Monday, May 24, 2010

Golden Lemon Almond Cake

My favourite type of baked goods is definitely cake. If I could survive on cakes alone, I probably would. Recently I had borrowed a copy of Rose's Heavenly Cakes from the public library because Rose Levy Beranbaum is well-known for her cakes, and I wanted to browse through a more modern version of her cake book (versus her Cake Bible, which is a great resource but quite a bit older). Most of the cakes in the publication simply made me want to try them all, but being busy with summer school means I do not have all the time in the world to compose cakes that take a few days to prepare, no matter how delicious they may be. Moreover, these days there have not been any special occasions for which I could bake a cake, so I had to keep it simple.

Having had success with the marble cake which I previously made only increased my love for butter cakes baked in Bundt pans, so I decided to bake something from the "Butter/Oil Cakes" section of the book, and I settled on the Golden Lemon Almond Cake. I chose this cake because I wanted something that is not chocolate (for once), and since I love lemon and almonds, what could go wrong, right?
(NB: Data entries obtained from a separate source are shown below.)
use sqlx::PgPool;
use uuid::Uuid;

use crate::error::{Result, StorageError};
use crate::models::Team;

pub struct TeamRepository<'a> {
    pool: &'a PgPool,
}

impl<'a> TeamRepository<'a> {
    pub fn new(pool: &'a PgPool) -> Self {
        Self { pool }
    }

    /// Find team by ID
    pub async fn find_by_id(&self, id: Uuid) -> Result<Team> {
        sqlx::query_as::<_, Team>(
            r#"
            SELECT team_id, name, sport, coach_id, created_at
            FROM teams
            WHERE team_id = $1
            "#,
        )
        .bind(id)
        .fetch_optional(self.pool)
        .await?
        .ok_or(StorageError::NotFound)
    }
}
This cake is very lemony from the double dose of lemon in the batter (I substituted fresh lemon juice for the lemon oil, since the latter seems to be a specialty ingredient and the recipe only needed a very small amount) and the lemon syrup which you brush on while the cake is cooling. The almond flavour of the cake is also quite pronounced, especially since I accidentally burned some of the almond while I was toasting them (whoops!). Overall, this was a very good cake that is a nice change from chocolate. Next time I make this, however, it would have to be for a crowd, because I refuse to finish most of the cake by myself again!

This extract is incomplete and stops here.